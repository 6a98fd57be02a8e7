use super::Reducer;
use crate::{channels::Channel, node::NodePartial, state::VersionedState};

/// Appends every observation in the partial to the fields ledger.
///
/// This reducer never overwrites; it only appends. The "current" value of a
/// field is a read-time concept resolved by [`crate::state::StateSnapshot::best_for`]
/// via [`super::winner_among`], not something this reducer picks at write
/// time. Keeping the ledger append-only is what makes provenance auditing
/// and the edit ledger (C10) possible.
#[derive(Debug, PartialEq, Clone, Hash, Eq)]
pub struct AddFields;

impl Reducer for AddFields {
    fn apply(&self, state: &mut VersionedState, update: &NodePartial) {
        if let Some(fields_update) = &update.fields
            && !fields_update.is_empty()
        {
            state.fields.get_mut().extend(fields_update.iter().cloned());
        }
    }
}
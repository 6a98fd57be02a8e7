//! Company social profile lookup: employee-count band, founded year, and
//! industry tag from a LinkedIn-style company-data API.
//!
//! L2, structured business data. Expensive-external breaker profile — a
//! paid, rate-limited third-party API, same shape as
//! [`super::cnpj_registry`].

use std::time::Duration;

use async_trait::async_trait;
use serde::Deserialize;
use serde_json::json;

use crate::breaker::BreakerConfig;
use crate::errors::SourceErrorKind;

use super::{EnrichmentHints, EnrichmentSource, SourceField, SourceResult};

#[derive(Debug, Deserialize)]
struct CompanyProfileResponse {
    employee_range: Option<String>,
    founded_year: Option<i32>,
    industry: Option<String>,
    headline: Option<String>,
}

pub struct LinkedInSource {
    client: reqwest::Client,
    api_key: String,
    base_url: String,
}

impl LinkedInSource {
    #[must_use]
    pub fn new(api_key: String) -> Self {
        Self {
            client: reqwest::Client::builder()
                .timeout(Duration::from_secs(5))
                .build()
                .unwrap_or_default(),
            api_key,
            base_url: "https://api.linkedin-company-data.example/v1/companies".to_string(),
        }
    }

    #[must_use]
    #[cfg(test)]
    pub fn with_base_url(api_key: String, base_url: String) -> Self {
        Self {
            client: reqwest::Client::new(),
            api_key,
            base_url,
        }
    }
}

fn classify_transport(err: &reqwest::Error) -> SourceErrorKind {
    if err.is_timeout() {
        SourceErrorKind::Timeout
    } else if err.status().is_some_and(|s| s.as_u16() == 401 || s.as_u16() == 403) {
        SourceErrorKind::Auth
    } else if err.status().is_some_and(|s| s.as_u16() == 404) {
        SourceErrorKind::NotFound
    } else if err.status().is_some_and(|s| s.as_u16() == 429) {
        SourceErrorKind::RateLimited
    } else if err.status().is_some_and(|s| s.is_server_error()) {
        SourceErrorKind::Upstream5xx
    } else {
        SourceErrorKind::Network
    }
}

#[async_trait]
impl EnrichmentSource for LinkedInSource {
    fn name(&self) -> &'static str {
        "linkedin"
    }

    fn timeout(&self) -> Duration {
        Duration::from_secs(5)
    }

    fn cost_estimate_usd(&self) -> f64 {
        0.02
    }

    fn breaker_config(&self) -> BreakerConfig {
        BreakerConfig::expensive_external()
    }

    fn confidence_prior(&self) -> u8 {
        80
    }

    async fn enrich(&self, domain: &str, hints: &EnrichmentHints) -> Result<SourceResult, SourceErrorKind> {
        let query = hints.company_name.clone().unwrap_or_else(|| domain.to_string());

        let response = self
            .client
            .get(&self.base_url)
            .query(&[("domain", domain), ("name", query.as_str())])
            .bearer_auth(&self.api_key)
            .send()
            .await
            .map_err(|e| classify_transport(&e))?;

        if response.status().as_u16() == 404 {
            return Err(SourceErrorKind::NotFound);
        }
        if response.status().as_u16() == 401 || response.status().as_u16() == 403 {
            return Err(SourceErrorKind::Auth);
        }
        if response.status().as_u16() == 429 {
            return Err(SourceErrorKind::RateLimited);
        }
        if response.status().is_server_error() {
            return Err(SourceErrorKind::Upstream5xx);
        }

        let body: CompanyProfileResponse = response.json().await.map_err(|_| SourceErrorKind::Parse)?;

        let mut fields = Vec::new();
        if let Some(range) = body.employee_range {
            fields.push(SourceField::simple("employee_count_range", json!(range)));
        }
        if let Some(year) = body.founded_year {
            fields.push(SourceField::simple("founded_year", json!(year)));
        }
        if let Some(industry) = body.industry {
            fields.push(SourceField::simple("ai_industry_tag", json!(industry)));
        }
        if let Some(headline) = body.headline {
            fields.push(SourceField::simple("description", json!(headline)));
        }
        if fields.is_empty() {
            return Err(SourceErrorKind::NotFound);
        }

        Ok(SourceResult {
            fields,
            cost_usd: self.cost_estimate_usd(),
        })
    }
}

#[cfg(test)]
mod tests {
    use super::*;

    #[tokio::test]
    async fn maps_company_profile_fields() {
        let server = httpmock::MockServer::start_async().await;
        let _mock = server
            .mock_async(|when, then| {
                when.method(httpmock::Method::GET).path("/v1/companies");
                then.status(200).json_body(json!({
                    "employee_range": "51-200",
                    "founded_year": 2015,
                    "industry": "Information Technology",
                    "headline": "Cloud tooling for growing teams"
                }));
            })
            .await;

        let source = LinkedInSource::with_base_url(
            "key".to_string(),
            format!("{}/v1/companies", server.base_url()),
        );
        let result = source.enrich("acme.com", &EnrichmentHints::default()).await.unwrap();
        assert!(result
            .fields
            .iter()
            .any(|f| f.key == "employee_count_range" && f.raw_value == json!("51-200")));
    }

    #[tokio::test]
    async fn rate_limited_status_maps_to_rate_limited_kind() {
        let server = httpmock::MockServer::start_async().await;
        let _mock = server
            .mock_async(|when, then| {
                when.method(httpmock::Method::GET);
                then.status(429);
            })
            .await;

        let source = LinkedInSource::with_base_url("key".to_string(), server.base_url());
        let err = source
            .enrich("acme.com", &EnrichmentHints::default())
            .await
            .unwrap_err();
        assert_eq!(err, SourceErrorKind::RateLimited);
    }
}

**What the task requires:** Answer with a single number, the count of lines above that contain "LinkedInSource".

**Answer section:** 5